Ощущают друг друга граждане

В пассажирности и пешеходности,

Невесомости хватит каждому

Для облегчения безысходности…

Не субъект, но субъективность, не предмет, но предметность, не "я отчужден", но "я в отчужденности" (Василий Шумов "Невесомости хватит каждому", альбом "Брюлик").
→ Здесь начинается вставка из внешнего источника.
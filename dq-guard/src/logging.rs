//! Logging utilities and configuration for dq-guard.
//!
//! The engine logs through `tracing` with structured fields
//! (`suite.name`, `expectation.kind`, `expectation.column`, ...). Per-rule
//! detail and data-loading messages are gated by [`LogConfig`] so that the
//! evaluation loop stays quiet in production.

use tracing::Level;

/// Logging configuration for the engine and data sources.
#[derive(Debug, Clone)]
pub struct LogConfig {
    /// Base log level for dq-guard components
    pub base_level: Level,
    /// Whether to log every passing expectation
    pub log_rule_details: bool,
    /// Whether to log data source operations
    pub log_data_operations: bool,
    /// Whether to log run metrics when a suite completes
    pub log_metrics: bool,
    /// Maximum length for logged field values (to prevent huge logs)
    pub max_field_length: usize,
}

impl Default for LogConfig {
    fn default() -> Self {
        Self {
            base_level: Level::INFO,
            log_rule_details: false,
            log_data_operations: true,
            log_metrics: true,
            max_field_length: 256,
        }
    }
}

impl LogConfig {
    /// Creates a verbose configuration suitable for debugging.
    pub fn verbose() -> Self {
        Self {
            base_level: Level::DEBUG,
            log_rule_details: true,
            log_data_operations: true,
            log_metrics: true,
            max_field_length: 1024,
        }
    }

    /// Creates a balanced configuration: run metrics and data loading, no per-rule detail.
    pub fn balanced() -> Self {
        Self {
            base_level: Level::INFO,
            log_rule_details: false,
            log_data_operations: true,
            log_metrics: true,
            max_field_length: 512,
        }
    }

    /// Creates a minimal configuration for production with lowest overhead.
    pub fn production() -> Self {
        Self {
            base_level: Level::WARN,
            log_rule_details: false,
            log_data_operations: false,
            log_metrics: false,
            max_field_length: 128,
        }
    }
}

/// Debug logging that is skipped entirely below the configured level.
#[macro_export]
macro_rules! perf_debug {
    ($config:expr, $($arg:tt)*) => {
        if $config.base_level >= tracing::Level::DEBUG {
            tracing::debug!($($arg)*);
        }
    };
}

/// Per-expectation logging, enabled by [`LogConfig::log_rule_details`].
#[macro_export]
macro_rules! log_rule {
    ($config:expr, $($arg:tt)*) => {
        if $config.log_rule_details {
            tracing::debug!($($arg)*);
        }
    };
}

/// Data source logging, enabled by [`LogConfig::log_data_operations`].
#[macro_export]
macro_rules! log_data_op {
    ($config:expr, $($arg:tt)*) => {
        if $config.log_data_operations {
            tracing::info!($($arg)*);
        }
    };
}

/// Truncates a string to at most `max_length` bytes, on a char boundary.
pub fn truncate_field(value: &str, max_length: usize) -> String {
    if value.len() <= max_length {
        return value.to_string();
    }
    let mut end = max_length;
    while !value.is_char_boundary(end) {
        end -= 1;
    }
    let truncated = &value[..end];
    format!("{truncated}...(truncated)")
}

/// Subscriber setup for binaries and tests.
pub mod setup {
    use tracing::Level;

    #[derive(Debug, Clone)]
    pub struct LoggingConfig {
        /// Log level for everything outside dq-guard
        pub level: Level,
        /// Log level for dq-guard components
        pub dq_level: Level,
        /// Whether to use JSON output format
        pub json_format: bool,
        /// Environment filter override
        pub env_filter: Option<String>,
    }

    impl Default for LoggingConfig {
        fn default() -> Self {
            Self {
                level: Level::WARN,
                dq_level: Level::INFO,
                json_format: false,
                env_filter: None,
            }
        }
    }

    impl LoggingConfig {
        /// Creates a configuration for development use.
        pub fn development() -> Self {
            Self {
                level: Level::INFO,
                dq_level: Level::DEBUG,
                json_format: false,
                env_filter: None,
            }
        }

        /// Creates a configuration for machine-readable logs.
        pub fn structured() -> Self {
            Self {
                level: Level::WARN,
                dq_level: Level::INFO,
                json_format: true,
                env_filter: None,
            }
        }

        pub fn with_level(mut self, level: Level) -> Self {
            self.level = level;
            self
        }

        pub fn with_dq_level(mut self, level: Level) -> Self {
            self.dq_level = level;
            self
        }

        pub fn with_json_format(mut self, enabled: bool) -> Self {
            self.json_format = enabled;
            self
        }

        pub fn with_env_filter(mut self, filter: impl Into<String>) -> Self {
            self.env_filter = Some(filter.into());
            self
        }

        /// Builds the environment filter string.
        pub fn env_filter(&self) -> String {
            if let Some(ref filter) = self.env_filter {
                filter.clone()
            } else {
                format!(
                    "{},dq_guard={},dq_report={}",
                    self.level.as_str().to_lowercase(),
                    self.dq_level.as_str().to_lowercase(),
                    self.dq_level.as_str().to_lowercase()
                )
            }
        }
    }

    /// Installs a global `tracing` subscriber.
    ///
    /// `RUST_LOG` takes precedence over the configured filter.
    ///
    /// # Examples
    ///
    /// ```rust,no_run
    /// use dq_guard::logging::setup::{init_logging, LoggingConfig};
    ///
    /// init_logging(LoggingConfig::development().with_json_format(true)).unwrap();
    /// ```
    pub fn init_logging(config: LoggingConfig) -> Result<(), Box<dyn std::error::Error>> {
        use tracing_subscriber::{layer::SubscriberExt, util::SubscriberInitExt, EnvFilter, Layer};

        let env_filter = EnvFilter::try_from_default_env()
            .or_else(|_| EnvFilter::try_new(config.env_filter()))?;

        let fmt_layer = if config.json_format {
            tracing_subscriber::fmt::layer()
                .json()
                .with_writer(std::io::stderr)
                .boxed()
        } else {
            tracing_subscriber::fmt::layer()
                .with_writer(std::io::stderr)
                .boxed()
        };

        tracing_subscriber::registry()
            .with(env_filter)
            .with(fmt_layer)
            .try_init()?;

        Ok(())
    }
}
Человек и предмет, человек и другой человек взаимно уничтожаются, образуя мгновенно пропадающую реальность контакта:

Сниженный парень мелькнул на экране,

Его я узнал и забыл,

Зашевелились меха на баяне,

Я сел в уголке и тихо поплыл,

Быстро стемнело, хотя еще рано,

Лидер протер платочком очки,

Куда не ткни — все кругом иностранно —

Вот так границы стирались с земли.

В такой вот «иностранности» призраки — «я», "парень", «баян», "лидер" стираются в реальности движений — "узнал, забыл, поплыл, протер", а движения умирают в безликости "стемнело, иностранно". При контакте песни со слушателем, песня идет сама по себе, интерпретация сама по себе. Нельзя сказать, хорошая песня или нет, содержательная или нет, красивая или нет, Песня может "отозваться в душе", случайно задев какое-нибудь пристрастие, пробудив то или иное воспоминание, но это совсем необязательно. В принципе, у нас более нет ни малейших идеологических оснований один факт считать артефактом, а другой нет: пьяный поперек рельсов, гвоздь в куске хлеба, удар кулаком в улыбку Джоконды, муха на кончике носа — художественные феномены. Бывшие поклонники, почтительные созерцатели, обожатели кумиров, мы превратились в соучастников и все зависит от избирательности нашего взгляда. Джоконда (как пример и символ крайне сложной инициации в магию) может с тем же успехом висеть как в европейском музее, так и хижине готтентота. Важна встреча, важен контакт. "Удар твоего пальца по барабану освобождает все созвучия и открывает новую гармонию", — писал Рембо в «Озарениях».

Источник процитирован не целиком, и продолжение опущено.